• What is required:
Please return all lines in the listing holding the word "Result".

• Dataset content:
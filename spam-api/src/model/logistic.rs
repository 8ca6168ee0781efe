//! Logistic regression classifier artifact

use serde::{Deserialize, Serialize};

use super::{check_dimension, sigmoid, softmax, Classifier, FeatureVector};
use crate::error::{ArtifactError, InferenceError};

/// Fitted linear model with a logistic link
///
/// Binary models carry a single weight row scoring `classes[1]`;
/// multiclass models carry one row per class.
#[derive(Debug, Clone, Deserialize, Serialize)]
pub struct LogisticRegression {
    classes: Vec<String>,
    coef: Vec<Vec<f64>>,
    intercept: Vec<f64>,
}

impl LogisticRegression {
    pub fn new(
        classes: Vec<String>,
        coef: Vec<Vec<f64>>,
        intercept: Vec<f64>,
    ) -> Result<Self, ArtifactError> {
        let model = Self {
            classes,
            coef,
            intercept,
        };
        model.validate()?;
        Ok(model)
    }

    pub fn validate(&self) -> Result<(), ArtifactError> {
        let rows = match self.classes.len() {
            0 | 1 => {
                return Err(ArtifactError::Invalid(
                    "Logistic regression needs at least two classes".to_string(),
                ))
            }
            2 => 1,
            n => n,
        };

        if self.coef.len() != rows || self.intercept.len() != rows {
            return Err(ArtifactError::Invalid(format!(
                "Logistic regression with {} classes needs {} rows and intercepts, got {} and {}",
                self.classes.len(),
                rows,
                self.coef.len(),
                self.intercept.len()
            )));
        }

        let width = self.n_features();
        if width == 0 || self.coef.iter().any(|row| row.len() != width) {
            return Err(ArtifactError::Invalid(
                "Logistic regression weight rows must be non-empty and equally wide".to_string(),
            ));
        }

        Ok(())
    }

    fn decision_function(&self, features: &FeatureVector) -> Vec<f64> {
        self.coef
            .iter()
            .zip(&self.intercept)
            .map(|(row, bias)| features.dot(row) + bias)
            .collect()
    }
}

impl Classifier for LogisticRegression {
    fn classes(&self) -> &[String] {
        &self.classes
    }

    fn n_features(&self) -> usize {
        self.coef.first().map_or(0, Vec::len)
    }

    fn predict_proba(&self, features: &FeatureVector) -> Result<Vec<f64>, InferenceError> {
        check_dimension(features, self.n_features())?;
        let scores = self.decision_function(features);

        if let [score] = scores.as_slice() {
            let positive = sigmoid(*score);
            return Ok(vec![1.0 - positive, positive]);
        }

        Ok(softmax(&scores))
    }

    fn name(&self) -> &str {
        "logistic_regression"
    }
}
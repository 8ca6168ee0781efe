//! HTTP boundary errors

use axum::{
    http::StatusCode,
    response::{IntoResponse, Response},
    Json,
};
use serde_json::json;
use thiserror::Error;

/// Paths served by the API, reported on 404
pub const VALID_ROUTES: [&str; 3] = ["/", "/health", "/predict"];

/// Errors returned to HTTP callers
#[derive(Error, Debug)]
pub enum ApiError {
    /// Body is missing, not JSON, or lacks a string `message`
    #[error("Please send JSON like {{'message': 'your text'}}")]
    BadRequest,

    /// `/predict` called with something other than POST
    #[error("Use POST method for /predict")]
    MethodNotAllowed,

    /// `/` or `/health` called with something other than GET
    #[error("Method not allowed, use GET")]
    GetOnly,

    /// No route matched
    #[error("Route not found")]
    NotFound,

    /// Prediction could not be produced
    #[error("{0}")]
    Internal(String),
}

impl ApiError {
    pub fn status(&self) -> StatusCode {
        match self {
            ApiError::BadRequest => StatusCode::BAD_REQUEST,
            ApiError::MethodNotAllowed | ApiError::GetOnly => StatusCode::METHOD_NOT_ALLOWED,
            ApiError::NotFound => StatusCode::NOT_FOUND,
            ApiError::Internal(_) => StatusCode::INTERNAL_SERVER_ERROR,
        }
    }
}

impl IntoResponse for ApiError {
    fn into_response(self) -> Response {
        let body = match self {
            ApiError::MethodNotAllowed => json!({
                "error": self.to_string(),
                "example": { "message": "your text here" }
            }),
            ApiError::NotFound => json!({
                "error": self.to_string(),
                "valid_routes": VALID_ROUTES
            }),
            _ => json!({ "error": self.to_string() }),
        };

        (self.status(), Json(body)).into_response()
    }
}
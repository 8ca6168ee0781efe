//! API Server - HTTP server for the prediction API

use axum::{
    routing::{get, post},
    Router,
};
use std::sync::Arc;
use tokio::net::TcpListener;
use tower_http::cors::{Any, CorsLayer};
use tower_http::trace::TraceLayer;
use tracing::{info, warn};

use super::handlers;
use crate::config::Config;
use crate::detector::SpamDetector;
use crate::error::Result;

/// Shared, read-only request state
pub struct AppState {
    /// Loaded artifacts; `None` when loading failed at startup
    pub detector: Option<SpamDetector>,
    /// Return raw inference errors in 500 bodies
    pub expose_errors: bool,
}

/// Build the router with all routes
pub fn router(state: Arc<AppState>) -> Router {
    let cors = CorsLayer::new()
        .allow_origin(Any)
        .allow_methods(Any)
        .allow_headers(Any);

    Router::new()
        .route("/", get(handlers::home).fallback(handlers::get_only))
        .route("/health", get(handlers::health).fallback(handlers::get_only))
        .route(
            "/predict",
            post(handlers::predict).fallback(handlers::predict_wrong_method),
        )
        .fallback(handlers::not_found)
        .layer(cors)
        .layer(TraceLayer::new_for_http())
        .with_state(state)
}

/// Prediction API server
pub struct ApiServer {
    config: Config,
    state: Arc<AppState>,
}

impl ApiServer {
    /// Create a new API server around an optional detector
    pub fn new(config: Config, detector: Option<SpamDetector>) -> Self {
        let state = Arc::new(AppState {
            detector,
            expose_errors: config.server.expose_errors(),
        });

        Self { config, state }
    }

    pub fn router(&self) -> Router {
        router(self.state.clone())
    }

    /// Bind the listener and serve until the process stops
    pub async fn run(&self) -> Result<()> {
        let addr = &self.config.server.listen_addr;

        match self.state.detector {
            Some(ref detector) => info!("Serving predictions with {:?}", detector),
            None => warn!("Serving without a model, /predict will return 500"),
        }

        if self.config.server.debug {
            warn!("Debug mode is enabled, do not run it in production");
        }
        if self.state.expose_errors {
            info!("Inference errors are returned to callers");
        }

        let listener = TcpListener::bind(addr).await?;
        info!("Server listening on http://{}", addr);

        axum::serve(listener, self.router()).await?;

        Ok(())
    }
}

• Written solution:
    ) -> Result<Self, ArtifactError> {
    pub fn validate(&self) -> Result<(), ArtifactError> {
    fn predict_proba(&self, features: &FeatureVector) -> Result<Vec<f64>, InferenceError> {
use crate::error::Result;
    pub async fn run(&self) -> Result<()> {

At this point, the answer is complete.